• **REQUIREMENT**
In the entries below, find the lines that contain the word "ReactiveError" and copy them.

※

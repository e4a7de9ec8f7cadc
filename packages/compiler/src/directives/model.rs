use super::{required_expression, Directive};
use crate::context::Context;
use crate::dom::{Document, NodeId};
use crate::error::CompileResult;
use crate::filters::text_of;
use crate::scheduler::Debounce;
use crate::wrap::NodeWrap;
use sprig_reactive::Value;
use std::rc::Rc;
use tracing::{trace, warn};

/// How a form control exposes its value
#[derive(Debug, Clone, Copy, PartialEq, Eq)]
enum Control {
    Checkbox,
    Radio,
    Number,
    Text,
}

impl Control {
    fn of(document: &Document, node: NodeId) -> Self {
        if document.tag(node).as_deref() != Some("input") {
            return Control::Text;
        }
        let kind = document.attribute(node, "type").unwrap_or_default().to_ascii_lowercase();
        match kind.as_str() {
            "checkbox" => Control::Checkbox,
            "radio" => Control::Radio,
            "number" | "range" => Control::Number,
            _ => Control::Text,
        }
    }

    /// Value to write back; `None` when the event carries nothing to write
    fn read(self, document: &Document, node: NodeId) -> Option<Value> {
        match self {
            Control::Checkbox => Some(Value::Bool(document.checked(node))),
            Control::Radio => document
                .checked(node)
                .then(|| Value::from(document.value(node))),
            Control::Number => {
                let text = document.value(node);
                let trimmed = text.trim();
                Some(if trimmed.is_empty() {
                    Value::Null
                } else {
                    Value::Number(trimmed.parse().unwrap_or(f64::NAN))
                })
            }
            Control::Text => Some(Value::from(document.value(node))),
        }
    }

    fn write(self, document: &Document, node: NodeId, value: &Value) {
        match self {
            Control::Checkbox => document.set_checked(node, value.is_truthy()),
            Control::Radio => document.set_checked(node, text_of(value) == document.value(node)),
            Control::Number | Control::Text => document.set_value(node, &text_of(value)),
        }
    }
}

/// `:model="path"`: path → control on every change, control → path on
/// `input`/`change`, debounced, tagged so the echo is not rendered back
pub(super) fn compile_model(ctx: &Rc<Context>, node: NodeId, wrap: &Rc<NodeWrap>, value: &str) -> CompileResult<()> {
    let compiled = required_expression(ctx, node, Directive::Model, value)?;
    let document = &ctx.document;
    let control = Control::of(document, node);
    let tag = ctx.next_tag();

    let delay = match document.attribute(node, "model-debounce") {
        Some(text) => text.trim().parse::<f64>().unwrap_or_else(|_| {
            warn!(value = %text, "invalid model-debounce, using default");
            ctx.debounce_ms()
        }),
        None => ctx.debounce_ms(),
    };
    document.remove_attribute(node, "model-debounce");

    let target = document.clone();
    ctx.watch_expression(wrap, "model", compiled.clone(), move |value, change| {
        if change.is_some_and(|c| c.tag == Some(tag)) {
            trace!(tag, "skipping own model write");
            return;
        }
        control.write(&target, node, &value);
    });

    let debounce = Debounce::new(ctx.scheduler.clone(), delay);
    let scope = wrap.scope();
    for event in ["input", "change"] {
        let this = ctx.weak();
        let debounce = debounce.clone();
        let compiled = compiled.clone();
        let scope = scope.clone();
        document.add_event_listener(node, event, move |_| {
            let Some(ctx) = this.upgrade() else {
                return;
            };
            let Some(value) = control.read(&ctx.document, node) else {
                return;
            };
            let (this, compiled, scope) = (ctx.weak(), compiled.clone(), scope.clone());
            debounce.call(move || {
                let Some(ctx) = this.upgrade() else {
                    return;
                };
                if let Err(err) = ctx.compiler.assign(&compiled, value.clone(), &scope, Some(tag)) {
                    warn!(source = compiled.source(), error = %err, "model write failed");
                }
            });
        });
    }
    Ok(())
}
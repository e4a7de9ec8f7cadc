use serde_json::json;
use sprig_reactive::{Bucket, Change, ObjectRef, Reactor, ReactiveError, Scope, Value};
use std::cell::RefCell;
use std::rc::Rc;

fn observed_root(reactor: &Rc<Reactor>, data: serde_json::Value) -> Scope {
    let Value::Object(obj) = Value::from_json(&data) else {
        panic!("Expected object data");
    };
    Scope::root(reactor, obj, "root")
}

fn object(value: Value) -> ObjectRef {
    value.as_object().cloned().expect("object")
}

/// Watcher that re-reads `read` on every run and logs how often it ran
fn counting_watcher(
    reactor: &Rc<Reactor>,
    read: impl Fn() -> Value + 'static,
) -> (Bucket, Rc<RefCell<Vec<Value>>>) {
    let bucket = Bucket::new();
    let seen = Rc::new(RefCell::new(Vec::new()));
    let log = seen.clone();
    reactor.watch(&bucket, read, move |value, _| log.borrow_mut().push(value));
    (bucket, seen)
}

#[test]
fn test_paths_stable_under_sibling_mutation() {
    let reactor = Reactor::new();
    let scope = observed_root(&reactor, json!({"list": [{"n": 1}, {"n": 2}, {"n": 3}]}));
    let list = scope.vars().peek("list");
    let list = list.as_array().unwrap();

    let second = object(list.snapshot()[1].clone());
    let path_before = second.path();

    list.shift().unwrap();
    list.unshift(vec![Value::from_json(&json!({"n": 0}))]).unwrap();
    list.push(vec![Value::from_json(&json!({"n": 9}))]).unwrap();

    assert_eq!(second.path(), path_before);

    let paths: Vec<_> = list
        .snapshot()
        .into_iter()
        .map(|v| object(v).path().unwrap())
        .collect();
    let mut unique = paths.clone();
    unique.sort();
    unique.dedup();
    assert_eq!(unique.len(), paths.len());
}

#[test]
fn test_watcher_resubscribes_to_taken_branch() {
    let reactor = Reactor::new();
    let scope = observed_root(&reactor, json!({"flag": true, "a": "A", "b": "B"}));
    let reader = scope.clone();
    let (_bucket, seen) = counting_watcher(&reactor, move || {
        if reader.resolve("flag").is_truthy() {
            reader.resolve("a")
        } else {
            reader.resolve("b")
        }
    });

    assert_eq!(reactor.subscriber_count("root.a"), 1);
    assert_eq!(reactor.subscriber_count("root.b"), 0);

    scope.assign("flag", Value::Bool(false)).unwrap();
    assert_eq!(reactor.subscriber_count("root.a"), 0);
    assert_eq!(reactor.subscriber_count("root.b"), 1);

    // the abandoned branch no longer triggers a run
    scope.assign("a", Value::from("A2")).unwrap();
    assert_eq!(seen.borrow().len(), 2);

    scope.assign("b", Value::from("B2")).unwrap();
    assert_eq!(seen.borrow().last(), Some(&Value::from("B2")));
}

#[test]
fn test_write_runs_each_watcher_once_and_no_others() {
    let reactor = Reactor::new();
    let scope = observed_root(&reactor, json!({"x": 1, "y": 1}));

    let twice = scope.clone();
    let (_b1, x_runs) = counting_watcher(&reactor, move || {
        let a = twice.resolve("x");
        let b = twice.resolve("x");
        Value::Number(a.to_number() + b.to_number())
    });
    let other = scope.clone();
    let (_b2, y_runs) = counting_watcher(&reactor, move || other.resolve("y"));

    scope.assign("x", Value::Number(2.0)).unwrap();

    assert_eq!(x_runs.borrow().len(), 2);
    assert_eq!(x_runs.borrow()[1], Value::Number(4.0));
    assert_eq!(y_runs.borrow().len(), 1);
}

#[test]
fn test_unchanged_write_is_silent() {
    let reactor = Reactor::new();
    let scope = observed_root(&reactor, json!({"x": "same"}));
    let reader = scope.clone();
    let (_bucket, runs) = counting_watcher(&reactor, move || reader.resolve("x"));

    scope.assign("x", Value::from("same")).unwrap();
    assert_eq!(runs.borrow().len(), 1);
}

#[test]
fn test_replacing_parent_republishes_descendant_once() {
    let reactor = Reactor::new();
    let scope = observed_root(&reactor, json!({"x": {"y": 1}}));
    let calls: Rc<RefCell<Vec<Change>>> = Rc::default();
    let log = calls.clone();
    reactor.subscribe("root.x.y", move |change| log.borrow_mut().push(change.clone()));

    scope
        .assign("x", Value::from_json(&json!({"y": 2})))
        .unwrap();

    let calls = calls.borrow();
    assert_eq!(calls.len(), 1);
    assert_eq!(calls[0].new, Value::Number(2.0));
    assert_eq!(calls[0].old, Value::Number(1.0));
    assert_eq!(calls[0].path, "root.x.y");
}

#[test]
fn test_template_style_reader_of_nested_path_runs_once_on_replace() {
    let reactor = Reactor::new();
    let scope = observed_root(&reactor, json!({"x": {"y": 1}}));
    let reader = scope.clone();
    let (_bucket, runs) = counting_watcher(&reactor, move || {
        object(reader.resolve("x")).get("y")
    });

    scope
        .assign("x", Value::from_json(&json!({"y": 5})))
        .unwrap();
    assert_eq!(*runs.borrow(), vec![Value::Number(1.0), Value::Number(5.0)]);

    // the new object is tracked at the same path
    object(scope.vars().peek("x"))
        .set("y", Value::Number(6.0))
        .unwrap();
    assert_eq!(runs.borrow().last(), Some(&Value::Number(6.0)));
}

#[test]
fn test_defining_unknown_name_rerenders_reader() {
    let reactor = Reactor::new();
    let scope = observed_root(&reactor, json!({}));
    let reader = scope.clone();
    let (_bucket, runs) = counting_watcher(&reactor, move || reader.resolve("later"));

    scope.assign("later", Value::from("here")).unwrap();
    assert_eq!(runs.borrow().last(), Some(&Value::from("here")));
}

#[test]
fn test_tag_travels_with_the_change() {
    let reactor = Reactor::new();
    let scope = observed_root(&reactor, json!({"name": ""}));
    let tags = Rc::new(RefCell::new(Vec::new()));
    let log = tags.clone();
    reactor.subscribe("root.name", move |change| log.borrow_mut().push(change.tag));

    scope.assign_tagged("name", Value::from("typed"), Some(42)).unwrap();
    scope.assign("name", Value::from("code")).unwrap();

    assert_eq!(*tags.borrow(), vec![Some(42), None]);
}

#[test]
fn test_self_triggering_watcher_is_rejected() {
    let reactor = Reactor::new();
    let scope = observed_root(&reactor, json!({"n": 0}));
    let errors = Rc::new(RefCell::new(Vec::new()));
    let log = errors.clone();
    let writer = scope.clone();
    let bucket = Bucket::new();

    reactor.watch(
        &bucket,
        {
            let writer = writer.clone();
            move || writer.resolve("n")
        },
        move |n, change| {
            if change.is_some() {
                // writing what we read while our own handler runs
                let next = Value::Number(n.to_number() + 1.0);
                if let Err(err) = writer.assign("n", next) {
                    log.borrow_mut().push(err);
                }
            }
        },
    );

    // the render step is untracked, but the write reaches the running handler
    let result = scope.assign("n", Value::Number(1.0));
    assert!(matches!(result, Err(ReactiveError::Reentrant { .. })));
    assert!(matches!(
        errors.borrow().first(),
        Some(ReactiveError::Reentrant { .. })
    ));
}

#[test]
fn test_rejected_handler_does_not_starve_siblings() {
    let reactor = Reactor::new();
    let scope = observed_root(&reactor, json!({"q": 0, "p": 0}));

    // W reads q and p, and writes p when q changes
    let writer_bucket = Bucket::new();
    let reader = scope.clone();
    let writer = scope.clone();
    reactor.watch(
        &writer_bucket,
        move || (reader.resolve("q"), reader.resolve("p")),
        move |_, change| {
            if change.is_some_and(|c| c.path == "root.q") {
                let _ = writer.assign("p", Value::Number(10.0));
            }
        },
    );

    // X only reads p
    let reader = scope.clone();
    let (_bucket, seen) = counting_watcher(&reactor, move || reader.resolve("p"));

    let result = scope.assign("q", Value::Number(1.0));

    assert_eq!(
        result,
        Err(ReactiveError::Reentrant {
            path: "root.p".to_string()
        })
    );
    assert_eq!(scope.resolve("p"), Value::Number(10.0));
    assert_eq!(
        *seen.borrow(),
        vec![Value::Number(0.0), Value::Number(10.0)]
    );
}

#[test]
fn test_failure_does_not_leak_into_next_write() {
    let reactor = Reactor::new();
    let scope = observed_root(&reactor, json!({"n": 0, "other": 0}));
    let writer = scope.clone();
    let reader = scope.clone();
    reactor.watch(
        &Bucket::new(),
        move || reader.resolve("n"),
        move |n, change| {
            if change.is_some() {
                let _ = writer.assign("n", Value::Number(n.to_number() + 1.0));
            }
        },
    );

    assert!(scope.assign("n", Value::Number(1.0)).is_err());
    assert!(scope.assign("other", Value::Number(1.0)).is_ok());
}

#[test]
fn test_disposed_bucket_stops_updates() {
    let reactor = Reactor::new();
    let scope = observed_root(&reactor, json!({"v": 1}));
    let reader = scope.clone();
    let (bucket, runs) = counting_watcher(&reactor, move || reader.resolve("v"));

    reactor.dispose_bucket(&bucket);
    scope.assign("v", Value::Number(2.0)).unwrap();

    assert_eq!(runs.borrow().len(), 1);
    assert_eq!(reactor.subscriber_count("root.v"), 0);
}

※

• **SOLUTION BELOW**
use sprig_reactive::{Bucket, Change, ObjectRef, Reactor, ReactiveError, Scope, Value};
    assert!(matches!(result, Err(ReactiveError::Reentrant { .. })));
        Some(ReactiveError::Reentrant { .. })
        Err(ReactiveError::Reentrant {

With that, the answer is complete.